Work order => Go over the entries below line by line, copying each one that contains the word "bool".

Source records
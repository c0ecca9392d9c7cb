use anyhow::{Context, Result};
use owo_colors::OwoColorize;
use std::io::IsTerminal;
use terminal_size::{terminal_size, Width};

use crate::ranking::{RaceAnalysis, RaceSummary, RankedEntrant, Tier};

/// Check if stdout is a TTY (for auto-detecting color support)
pub fn should_use_colors() -> bool {
    std::io::stdout().is_terminal()
}

/// Format a 0-100 total score with one decimal.
/// If fallback is true, appends asterisk to mark the sparse-record positional score
pub fn format_score(score: f64, fallback: bool) -> String {
    if fallback {
        format!("{:.1}*", score)
    } else {
        format!("{:.1}", score)
    }
}

/// Signed adjustment delta, blank when zero
fn format_delta(delta: f64) -> String {
    if delta.abs() < 1e-9 {
        String::new()
    } else {
        format!("{:+.2}", delta)
    }
}

fn paint_tier(tier: Tier, text: &str, use_colors: bool) -> String {
    if !use_colors {
        return text.to_string();
    }
    match tier {
        Tier::Elite => text.green().bold().to_string(),
        Tier::Good => text.cyan().to_string(),
        Tier::Average => text.yellow().to_string(),
        Tier::Weak => text.red().to_string(),
    }
}

/// Get terminal width, defaulting to None for pipes (unlimited)
fn get_terminal_width() -> Option<usize> {
    terminal_size().map(|(Width(w), _)| w as usize)
}

/// Truncate name to fit available width, accounting for Unicode
fn truncate_name(name: &str, max_width: usize) -> String {
    let chars: Vec<char> = name.chars().collect();
    if chars.len() <= max_width {
        name.to_string()
    } else if max_width > 3 {
        format!("{}...", chars[..max_width - 3].iter().collect::<String>())
    } else {
        chars[..max_width].iter().collect()
    }
}

/// Format the ranked field as a table: Rank, Score, Delta, Tier, Name, Verdict
/// Rank column: 3 chars (fits "99."), right-aligned
/// Score column is right-aligned, 6 chars wide (fits "100.0*")
pub fn format_ranked_table(entrants: &[RankedEntrant], use_colors: bool) -> String {
    if entrants.is_empty() {
        return "No entrants ranked.".to_string();
    }

    let term_width = get_terminal_width();
    let name_width = entrants
        .iter()
        .map(|e| e.name().chars().count())
        .max()
        .unwrap_or(0);

    let rank_width = 3;
    let score_width = 6;
    let delta_width = 6;
    let tier_width = 7;
    let separator = "  ";

    entrants
        .iter()
        .map(|ranked| {
            let rank_str = format!("{:>2}.", ranked.rank);
            let score_padded = format!(
                "{:>width$}",
                format_score(ranked.total_score, ranked.missing_data_override),
                width = score_width
            );
            let delta_padded = format!(
                "{:>width$}",
                format_delta(ranked.adjustment.delta),
                width = delta_width
            );
            let tier_padded = format!("{:<width$}", ranked.tier.label(), width = tier_width);
            let verdict = ranked.recommendation.verdict();

            let fixed_width = rank_width + 1 + score_width + delta_width + tier_width
                + separator.len() * 4
                + verdict.chars().count();
            let column = match term_width {
                Some(width) if width > fixed_width + 10 => (width - fixed_width).min(name_width),
                // Very narrow terminal, show truncated
                Some(_) => name_width.min(20),
                // No terminal (pipe), don't truncate
                None => name_width,
            };
            let name_padded = format!(
                "{:<width$}",
                truncate_name(ranked.name(), column),
                width = column
            );

            if use_colors {
                format!(
                    "{} {}{}{}{}{}{}{}{}{}",
                    rank_str.dimmed(),
                    score_padded.bold(),
                    separator,
                    delta_padded.dimmed(),
                    separator,
                    paint_tier(ranked.tier, &tier_padded, use_colors),
                    separator,
                    name_padded,
                    separator,
                    verdict
                )
            } else {
                format!(
                    "{} {}{}{}{}{}{}{}{}{}",
                    rank_str,
                    score_padded,
                    separator,
                    delta_padded,
                    separator,
                    tier_padded,
                    separator,
                    name_padded,
                    separator,
                    verdict
                )
            }
        })
        .collect::<Vec<_>>()
        .join("\n")
}

/// Format the ranked field as tab-separated values for scripting
/// Columns: rank, total_score, adjusted_score, tier, name, category, stance (no headers, no colors)
pub fn format_tsv(entrants: &[RankedEntrant]) -> String {
    if entrants.is_empty() {
        return String::new();
    }

    entrants
        .iter()
        .map(|ranked| {
            format!(
                "{}\t{:.1}\t{:.3}\t{}\t{}\t{}\t{}",
                ranked.rank,
                ranked.total_score,
                ranked.adjusted_score,
                ranked.tier,
                ranked.name(),
                ranked.category,
                ranked.recommendation.stance.label()
            )
        })
        .collect::<Vec<_>>()
        .join("\n")
}

/// The whole analysis as pretty-printed JSON
pub fn format_json(analysis: &RaceAnalysis) -> Result<String> {
    serde_json::to_string_pretty(analysis).context("Failed to serialize analysis")
}

/// Format a single entrant with its score breakdown (for --detail)
pub fn format_entrant_detail(ranked: &RankedEntrant, use_colors: bool) -> String {
    let entrant = &ranked.entrant;
    let field = |value: &Option<String>| value.as_deref().unwrap_or("-").to_string();

    let header = format!("{}. {}", ranked.rank, ranked.name());
    let mut lines = vec![paint_tier(ranked.tier, &header, use_colors)];

    lines.push(format!(
        "  Jockey: {}  Trainer: {}",
        field(&entrant.jockey),
        field(&entrant.trainer)
    ));
    lines.push(format!(
        "  Odds: {}  Weight: {}  Age: {}  OR: {}  Draw: {}  Form: {}",
        field(&entrant.odds),
        field(&entrant.weight),
        field(&entrant.age),
        field(&entrant.official_rating),
        ranked.features.draw,
        field(&entrant.form)
    ));
    lines.push(format!(
        "  Score: {} (raw {:.2}, adjusted {:.2}, {:.0}th percentile)",
        format_score(ranked.total_score, ranked.missing_data_override),
        ranked.raw_score,
        ranked.adjusted_score,
        ranked.percentile
    ));
    lines.push(format!(
        "  Momentum: {:.0}  Consistency: {:.0}  Distance preference: {:.0}",
        ranked.features.form.momentum_index,
        ranked.features.form.consistency_index,
        ranked.features.distance_preference
    ));

    for contribution in &ranked.breakdown {
        lines.push(format!(
            "    {:<9} {:>5.2} x {:.2} = {:.3}",
            contribution.factor.label(),
            contribution.score,
            contribution.weight,
            contribution.contribution
        ));
    }

    for (reason, delta) in &ranked.adjustment.reasons {
        lines.push(format!("    {:<18} {:+.2}", reason.label(), delta));
    }
    if ranked.missing_data_override {
        lines.push("    * sparse record: rating, form and jockey scored by position".to_string());
    }

    lines.push(format!(
        "  {} | {}",
        ranked.recommendation.verdict(),
        ranked.category
    ));
    lines.join("\n")
}

fn name_list(names: &[String]) -> String {
    if names.is_empty() {
        "-".to_string()
    } else {
        names.join(", ")
    }
}

/// Race-level summary block
pub fn format_summary(analysis: &RaceAnalysis, use_colors: bool) -> String {
    let summary: &RaceSummary = &analysis.summary;
    let mut lines = Vec::new();

    if let Some(ref title) = analysis.title {
        let heading = match analysis.going {
            Some(ref going) => format!("{} ({})", title, going),
            None => title.clone(),
        };
        lines.push(if use_colors {
            heading.bold().to_string()
        } else {
            heading
        });
    }

    lines.push(format!(
        "{} runners | {} (spread {:.2}) | mean {:.2}, max {:.2}, min {:.2}",
        summary.field_size,
        summary.competitiveness,
        summary.spread,
        summary.mean_score,
        summary.max_score,
        summary.min_score
    ));
    lines.push(format!(
        "Tiers: {}",
        Tier::ALL
            .iter()
            .map(|t| format!("{} {}", t, summary.tiers.count(*t)))
            .collect::<Vec<_>>()
            .join(", ")
    ));

    lines.push(format!("Favourites: {}", name_list(&summary.favourites)));
    lines.push(format!("Outsiders: {}", name_list(&summary.outsiders)));

    let standouts = [
        ("Best jockey", &summary.best_jockey),
        ("Best form", &summary.best_form),
        ("Highest momentum", &summary.highest_momentum),
    ];
    for (label, standout) in standouts {
        if let Some(s) = standout {
            lines.push(format!("{}: {} ({:.1})", label, s.name, s.value));
        }
    }

    if !analysis.dropped.is_empty() {
        lines.push(format!("Not scored: {}", analysis.dropped.join(", ")));
    }

    let strategy = format!("Strategy: {}", summary.strategy);
    lines.push(if use_colors {
        strategy.bold().to_string()
    } else {
        strategy
    });
    lines.join("\n")
}

#[cfg(test)]
mod tests {
    use super::*;
    use crate::race::Entrant;
    use crate::ranking::RaceAnalyzer;

    fn runner(name: &str, form: &str, rating: &str) -> Entrant {
        Entrant {
            name: name.to_string(),
            jockey: Some("A Smith".to_string()),
            trainer: Some("B Jones".to_string()),
            odds: Some("5/1".to_string()),
            weight: Some("9-0".to_string()),
            age: Some("5".to_string()),
            form: Some(form.to_string()),
            official_rating: Some(rating.to_string()),
            ..Default::default()
        }
    }

    fn sample_analysis() -> RaceAnalysis {
        RaceAnalyzer::with_defaults()
            .analyze(vec![
                runner("Earl Of Rochester", "11234", "95"),
                runner("Hypnotysed", "31242", "82"),
                Entrant::new("Mystery"),
            ])
            .unwrap()
    }

    #[test]
    fn test_format_score() {
        assert_eq!(format_score(74.6, false), "74.6");
        assert_eq!(format_score(100.0, false), "100.0");
        assert_eq!(format_score(0.0, false), "0.0");
    }

    #[test]
    fn test_format_score_with_fallback() {
        assert_eq!(format_score(62.3, true), "62.3*");
    }

    #[test]
    fn test_format_delta() {
        assert_eq!(format_delta(0.0), "");
        assert_eq!(format_delta(0.35), "+0.35");
        assert_eq!(format_delta(-0.1), "-0.10");
    }

    // truncate_name tests
    #[test]
    fn test_truncate_name_short() {
        assert_eq!(truncate_name("Hypnotysed", 20), "Hypnotysed");
    }

    #[test]
    fn test_truncate_name_exact() {
        assert_eq!(truncate_name("Exact", 5), "Exact");
    }

    #[test]
    fn test_truncate_name_long() {
        assert_eq!(truncate_name("Earl Of Rochester", 10), "Earl Of...");
    }

    #[test]
    fn test_truncate_name_unicode() {
        assert_eq!(truncate_name("Écurie Dorée", 12), "Écurie Dorée");
        assert_eq!(truncate_name("Écurie Dorée Royale", 10), "Écurie ...");
    }

    #[test]
    fn test_truncate_name_very_narrow() {
        assert_eq!(truncate_name("Hypnotysed", 3), "Hyp");
    }

    #[test]
    fn test_format_ranked_table_empty() {
        assert_eq!(format_ranked_table(&[], false), "No entrants ranked.");
    }

    #[test]
    fn test_format_ranked_table_rows() {
        let analysis = sample_analysis();
        let result = format_ranked_table(&analysis.entrants, false);
        let lines: Vec<&str> = result.lines().collect();
        assert_eq!(lines.len(), 3);
        assert!(lines[0].starts_with(" 1."));
        assert!(lines[1].starts_with(" 2."));
        assert!(lines[2].starts_with(" 3."));
        assert!(result.contains("Earl Of Rochester"));
        assert!(result.contains("Elite"));
        // Sparse record is flagged
        let mystery = lines.iter().find(|l| l.contains("Mystery")).unwrap();
        assert!(mystery.contains('*'));
    }

    #[test]
    fn test_format_tsv() {
        let analysis = sample_analysis();
        let result = format_tsv(&analysis.entrants);
        let lines: Vec<&str> = result.lines().collect();
        assert_eq!(lines.len(), 3);
        assert_eq!(lines[0].split('\t').count(), 7);
        assert!(lines[0].starts_with("1\t"));
        assert!(lines[2].starts_with("3\t"));
    }

    #[test]
    fn test_format_tsv_empty() {
        assert_eq!(format_tsv(&[]), "");
    }

    #[test]
    fn test_format_json_roundtrips_as_value() {
        let analysis = sample_analysis();
        let json = format_json(&analysis).unwrap();
        let value: serde_json::Value = serde_json::from_str(&json).unwrap();
        assert_eq!(value["entrants"].as_array().unwrap().len(), 3);
        assert_eq!(value["entrants"][0]["rank"], 1);
        assert!(value["summary"]["strategy"].is_string());
        assert_eq!(value["entrants"][0]["components"].as_object().unwrap().len(), 11);
    }

    #[test]
    fn test_format_entrant_detail() {
        let analysis = sample_analysis();
        let result = format_entrant_detail(&analysis.entrants[0], false);
        assert!(result.starts_with("1. "));
        assert!(result.contains("Jockey: A Smith"));
        assert!(result.contains("Form: 11234") || result.contains("Form: 31242"));
        assert!(result.contains("Rating"));
        assert!(result.contains("Momentum"));
    }

    #[test]
    fn test_format_summary() {
        let mut analysis = sample_analysis();
        analysis.title = Some("Southwell 15:37".to_string());
        analysis.going = Some("Standard".to_string());
        let result = format_summary(&analysis, false);
        assert!(result.starts_with("Southwell 15:37 (Standard)"));
        assert!(result.contains("3 runners"));
        assert!(result.contains("Tiers: Elite"));
        assert!(result.contains("Strategy: Main pick:"));
    }
}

Response to the exercise =>
pub fn should_use_colors() -> bool {
pub fn format_score(score: f64, fallback: bool) -> String {
fn paint_tier(tier: Tier, text: &str, use_colors: bool) -> String {
pub fn format_ranked_table(entrants: &[RankedEntrant], use_colors: bool) -> String {
pub fn format_entrant_detail(ranked: &RankedEntrant, use_colors: bool) -> String {
pub fn format_summary(analysis: &RaceAnalysis, use_colors: bool) -> String {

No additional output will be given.